• _RECORDS FOR THIS EXERCISE_

//! repr Layout
//!
//! Backend-agnostic text layout. A document is built from three node kinds:
//! atomic [`Text`], [`Sequence`] concatenation, and [`Breakable`] groups.
//! Whether a group stays on one line or breaks into indented lines is only
//! decided when the document is formatted against a [`Context`], so the same
//! document can produce minified or indented output by varying `max_col`.

mod context;
mod doc;

pub use context::{Context, Overflow};
pub use doc::{Breakable, Doc, Sequence, Text};

/// Interleave `sep` after every element but the last.
///
/// Each element except the last is wrapped in a [`Sequence`] together with
/// the separator, so a separator never starts a new line on its own.
pub fn join<I, D>(docs: I, sep: &str) -> Vec<Doc>
where
    I: IntoIterator<Item = D>,
    D: Into<Doc>,
{
    let mut docs: Vec<Doc> = docs.into_iter().map(Into::into).collect();
    let Some(last) = docs.pop() else {
        return Vec::new();
    };
    let mut out: Vec<Doc> = docs
        .into_iter()
        .map(|doc| Doc::sequence([doc, Doc::text(sep)]))
        .collect();
    out.push(last);
    out
}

• _TO DO_
Would you transcribe the listing word for word?

• _WRITTEN REPLY_
//! repr Layout
//!
//! Backend-agnostic text layout. A document is built from three node kinds:
//! atomic [`Text`], [`Sequence`] concatenation, and [`Breakable`] groups.
//! Whether a group stays on one line or breaks into indented lines is only
//! decided when the document is formatted against a [`Context`], so the same
//! document can produce minified or indented output by varying `max_col`.

mod context;
mod doc;

pub use context::{Context, Overflow};
pub use doc::{Breakable, Doc, Sequence, Text};

/// Interleave `sep` after every element but the last.
///
/// Each element except the last is wrapped in a [`Sequence`] together with
/// the separator, so a separator never starts a new line on its own.
pub fn join<I, D>(docs: I, sep: &str) -> Vec<Doc>
where
    I: IntoIterator<Item = D>,
    D: Into<Doc>,
{
    let mut docs: Vec<Doc> = docs.into_iter().map(Into::into).collect();
    let Some(last) = docs.pop() else {
        return Vec::new();
    };
    let mut out: Vec<Doc> = docs
        .into_iter()
        .map(|doc| Doc::sequence([doc, Doc::text(sep)]))
        .collect();
    out.push(last);
    out
}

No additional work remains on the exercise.